There are multiple recent reports that propose the association of dural venous sinus stenosis or thrombosis in patients with IIH. We do not routinely obtain MR venograms in patients with typical presentations of IIH; therefore, we did not investigate for the presence of these findings. Further studies evaluating dural venous sinus stenosis may shed light on the underlying pathogenesis of at least a subgroup of patients with IIH, and better define the role of sinus stenosis stenting as a treatment option (13, 38–40).

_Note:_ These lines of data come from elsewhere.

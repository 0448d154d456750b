use serde::Serialize;

use crate::config::ProviderCredentials;
use crate::error::AppError;
use crate::models::{NewMessage, Role};
use crate::providers::openai::OpenAiProvider;
use crate::providers::ProviderError;
use crate::services::conversation::ConversationStore;
use crate::services::storage::ObjectStore;

const IMAGE_MODEL: &str = "dall-e-3";
const NOTICE_MODEL: &str = "system-info";
const IMAGE_MIME: &str = "image/png";

const NO_KEY_NOTICE: &str = "Image generation requires an OpenAI API key. \
Set OPENAI_API_KEY in the server environment to enable it.";

#[derive(Debug, Clone, PartialEq, Serialize)]
#[serde(rename_all = "camelCase")]
pub struct ImageResult {
    pub success: bool,
    #[serde(skip_serializing_if = "Option::is_none")]
    pub storage_id: Option<String>,
    #[serde(skip_serializing_if = "Option::is_none")]
    pub error: Option<String>,
}

impl ImageResult {
    fn failed(error: impl Into<String>) -> Self {
        Self {
            success: false,
            storage_id: None,
            error: Some(error.into()),
        }
    }
}

/// Generates images with OpenAI and posts them into a conversation.
pub struct ImageService {
    provider: OpenAiProvider,
    credentials: Option<ProviderCredentials>,
    store: ConversationStore,
    files: ObjectStore,
}

impl ImageService {
    pub fn new(
        provider: OpenAiProvider,
        credentials: Option<ProviderCredentials>,
        store: ConversationStore,
        files: ObjectStore,
    ) -> Self {
        Self {
            provider,
            credentials,
            store,
            files,
        }
    }

    /// Generate an image for `prompt` in a conversation `owner_id` owns.
    /// Provider failures are recorded in the conversation and reported as
    /// `success: false`, not as errors.
    pub async fn generate(&self, owner_id: &str, conversation_id: &str, prompt: &str) -> Result<ImageResult, AppError> {
        let conversation = self.store.owned(owner_id, conversation_id).await?;
        let prompt = prompt.trim();
        if prompt.is_empty() {
            return Err(AppError::validation("Prompt must not be empty"));
        }

        let Some(credentials) = &self.credentials else {
            tracing::warn!("image generation requested without an OpenAI key");
            let notice = NewMessage::error(NO_KEY_NOTICE).with_model(NOTICE_MODEL);
            self.store
                .append_message(&conversation.id, Role::System, notice)
                .await?;
            return Ok(ImageResult::failed("Image generation is not configured"));
        };

        let bytes = match self
            .provider
            .generate_image(&credentials.api_key, credentials.base_url.as_deref(), prompt)
            .await
        {
            Ok(bytes) => bytes,
            Err(e) => {
                tracing::warn!(conversation_id = %conversation.id, "image generation failed: {}", e);
                let notice = NewMessage::error(image_failure_message(&e)).with_model(IMAGE_MODEL);
                self.store
                    .append_message(&conversation.id, Role::System, notice)
                    .await?;
                return Ok(ImageResult::failed(e.to_string()));
            }
        };

        let file = self.files.store(owner_id, IMAGE_MIME, bytes).await?;
        let message = NewMessage::text(format!("Here's the image I generated for: \"{}\"", prompt))
            .with_attachment(file.id.clone())
            .with_model(IMAGE_MODEL);
        self.store
            .append_message(&conversation.id, Role::Assistant, message)
            .await?;

        tracing::info!(conversation_id = %conversation.id, file_id = %file.id, "image generated");
        Ok(ImageResult {
            success: true,
            storage_id: Some(file.id),
            error: None,
        })
    }
}

fn image_failure_message(error: &ProviderError) -> String {
    match error {
        ProviderError::AuthError(_) => "Error: Invalid OpenAI API Key for image generation. \
Please check your OPENAI_API_KEY environment variable."
            .to_string(),
        other => format!("Sorry, I couldn't generate an image: {}", other),
    }
}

Our study has weaknesses in that it was not prospective and therefore did not allow us to follow patients over a period of time to monitor the progression of findings and osseous erosions. We also did not correlate the findings with the duration of symptoms. Given the nature of the disease, a predominant portion of our patient population was indeed obese, consistent with the overwhelming data showing a relationship between IIH and obesity. We did not examine an independent relationship between obesity and foramen ovale sizes. Neither did we select our control population from obese patients. We believe that if we had strictly included obese patients in the control group, there may have very well been undiagnosed or subclinical patients having increased CSF pressures complicating our results. This could represent another potential weakness of our study. Our CT head protocol for headaches does not include routine coronal plane reconstructions. Given the retrospective nature of our study, the source data were no longer available to allow for full resolution reformats and we could not obtain transverse measurement of the FO in the coronal plane that could prove to be more accurate than axial measurements. Further studies are needed to demonstrate FO widening in IIH patients as a manifestation of osseous erosion.

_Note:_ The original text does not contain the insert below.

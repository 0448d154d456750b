mod adapter;
mod models;
mod stream;

pub use adapter::OpenAiProvider;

Patients with IIH have a typical clinical presentation; however, imaging findings associated with IIH lack adequate sensitivity or specificity for a confident diagnosis. The utility of imaging has been to exclude other causes that lead to increased ICP rather than confirming or diagnosing IIH. The initial study ordered in line of investigation during the work-up of patients with headache is usually a CT scan of the head. In the appropriate clinical setting, the finding of bilaterally widened FO could be used to raise the possibility of IIH and prompt further work-up which may include an MRI or lumbar puncture to evaluate for CSF pressure.
In conclusion, our study supports widening of the FO as an additional imaging marker for IIH, which may be incorporated into the evaluation of patients suspected to have this condition.
Footnotes
Acknowledgements
Part of this manuscript was presented at the 2010 RSNA scientific meeting as an educational exhibit and received a “Certificate of Merit” award.